Les prisonniers passent toute la journée au travail. On leur laisse de temps en temps quelques instants de repos. À huit heures du soir, on les enferme dans leurs cellules. Les cellules sont percées dans un massif de maçonnerie qui s'élève jusqu'à la hauteur du toit. Des balcons en bois circulent autour des divers étages et le gardien, placé en bas, au dessous de cette muraille blanche toute percée de portes grillées, peut d'un coup d'œil surveiller toute une face du bloc.
Le silence est général dans la prison et admirablement observé quelques paroles suffiraient pour envoyer le délinquant au cachot. L'isolement, le découragement, l'obscurité complète, le ramènent vite à résipiscence.

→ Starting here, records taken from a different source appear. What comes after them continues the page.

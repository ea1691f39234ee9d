//! An in-process host for development and integration testing.

use std::collections::HashMap;
use std::sync::{Arc, PoisonError, RwLock};

use async_trait::async_trait;
use serde_json::Value;
use tracing::debug;

use tbridge_engine::Bridge;
use tbridge_traits::{
    BridgeError, HostEnvironment, InboundMessage, MessageHandlerSurface, NativeCallSurface,
    Result,
};

use crate::binding::HostBinding;

/// Produces the host response payload for one method.
pub type MethodHandler = Arc<dyn Fn(Value) -> Value + Send + Sync>;

/// An in-process host.
///
/// Implements the environment and the native call surface in one object:
/// calls issued through an engine constructed over this host are answered
/// synchronously by the registered method handlers and delivered back
/// through the bound [`HostBinding`]. Calls to methods without a handler
/// fail at the send step.
#[derive(Clone, Default)]
pub struct LoopbackHost {
    inner: Arc<LoopbackInner>,
}

#[derive(Default)]
struct LoopbackInner {
    handlers: RwLock<HashMap<String, MethodHandler>>,
    binding: RwLock<Option<HostBinding>>,
}

impl LoopbackHost {
    pub fn new() -> Self {
        Self::default()
    }

    /// Build an engine wired to this host and return its binding.
    pub fn connect(&self) -> HostBinding {
        let bridge = Bridge::new(Arc::new(self.clone()));
        let binding = HostBinding::new(bridge);
        self.bind(binding.clone());
        binding
    }

    /// Connect the host's reply path to an engine binding.
    pub fn bind(&self, binding: HostBinding) {
        *self
            .inner
            .binding
            .write()
            .unwrap_or_else(PoisonError::into_inner) = Some(binding);
    }

    /// Answer calls to `method` with the value produced by `handler`.
    /// Registering a handler for the same method replaces the previous one.
    pub fn handle<F>(&self, method: impl Into<String>, handler: F)
    where
        F: Fn(Value) -> Value + Send + Sync + 'static,
    {
        self.inner
            .handlers
            .write()
            .unwrap_or_else(PoisonError::into_inner)
            .insert(method.into(), Arc::new(handler));
    }

    /// Push a host-initiated call through the bound engine (the reverse
    /// direction). Dropped when no engine is bound.
    pub fn call_script(&self, method: &str, params: Option<Value>) {
        let binding = self
            .inner
            .binding
            .read()
            .unwrap_or_else(PoisonError::into_inner)
            .clone();
        match binding {
            Some(binding) => binding.on_call_from_native(InboundMessage::call(method, params)),
            None => debug!(method, "loopback host is not bound, dropping script call"),
        }
    }
}

impl HostEnvironment for LoopbackHost {
    fn native_call_surface(&self) -> Option<Arc<dyn NativeCallSurface>> {
        Some(self.inner.clone())
    }

    fn message_handler(&self) -> Option<Arc<dyn MessageHandlerSurface>> {
        None
    }

    fn user_agent(&self) -> Option<String> {
        None
    }
}

#[async_trait]
impl NativeCallSurface for LoopbackInner {
    async fn call_native(&self, method: &str, params_json: &str, callback_id: &str) -> Result<()> {
        let binding = self
            .binding
            .read()
            .unwrap_or_else(PoisonError::into_inner)
            .clone()
            .ok_or_else(|| BridgeError::Send("loopback host is not bound to an engine".into()))?;
        let handler = self
            .handlers
            .read()
            .unwrap_or_else(PoisonError::into_inner)
            .get(method)
            .cloned()
            .ok_or_else(|| BridgeError::Send(format!("loopback host has no handler for {method}")))?;
        let params: Value = serde_json::from_str(params_json)
            .map_err(|err| BridgeError::Send(format!("loopback host received invalid params: {err}")))?;

        let reply = handler(params);
        debug!(method, callback_id, "loopback host answering call");
        binding.on_native_callback(InboundMessage::callback(callback_id, Some(reply)));
        Ok(())
    }
}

Tous les mouvements s'exécutent automatiquement. Les prisonniers se rendent d'une salle à une autre en rangs et au pas cadencé. Ils sont divisés en brigades, chaque brigade est confiée à un surveillant. Nous vîmes les apprêts du dîner, qui n'avait rien d'attrayant. Nous visitâmes aussi tous les ateliers. Il y règne un ordre parfait et un silence qui étonne. Le regard du gardien qui, pourtant n'est pas armé ostensiblement semble intimider extraordinairement les 60 hommes qui travaillent sous sa direction. Tout ce qui est nécessaire à l'usage de la prison, se fabrique dans l'établissement, sans en excepter les travaux de maçonnerie. De plus, les prisonniers travaillent par adjudication pour le Cte de négociants d'Auburn et d'autres villes. Nous vîmes là des galons de voiture, des brides, des meubles, des pompes à incendie des laines filées, des tapis fabriqués au métier. Leurs essais de soie à coudre étaient moins bien réussis.
Le nombre actuel (1842) des prisonniers est de 700 la durée de leur peine varie de 2 à 5 ans. L'année dernière (1841) le produit de leur travail net de frais a rapporté au gouvernement $ 17000 soit 85000 francs.
Le garde, qui nous précédait, nous montra, en traversant les cuisines un homme, qui fumait dans un coin « Voilà un de vos compatriotes », nous dit-il « c'est le seul français qui soit actuellement à Auburn. Comme il est devenu fou, on lui permet de fumer. » Nous vîmes, parmi les prisonniers un assez grand nombre de nègres et trois vieillards à cheveux blancs.
Le prince de Joinville avait visité la prison, l'automne précédent.
En sortant des escaliers étroits, des sombres corridors de la prison, on se trouve heureux de respirer de nouveau le grand air. Comme nous dépassions la grille de la porte d'entrée, nous entendîmes les sons d'un piano, qui jouait les valses les plus gaies. C'était la fille du gouverneur qui cherchait à se distraire. Une gazelle apprivoisée gambadait sur le gazon de la première enceinte. Le portier fumait sa pipe au soleil ; scènes tranquilles, qui contrastaient avec les douleurs de la prison.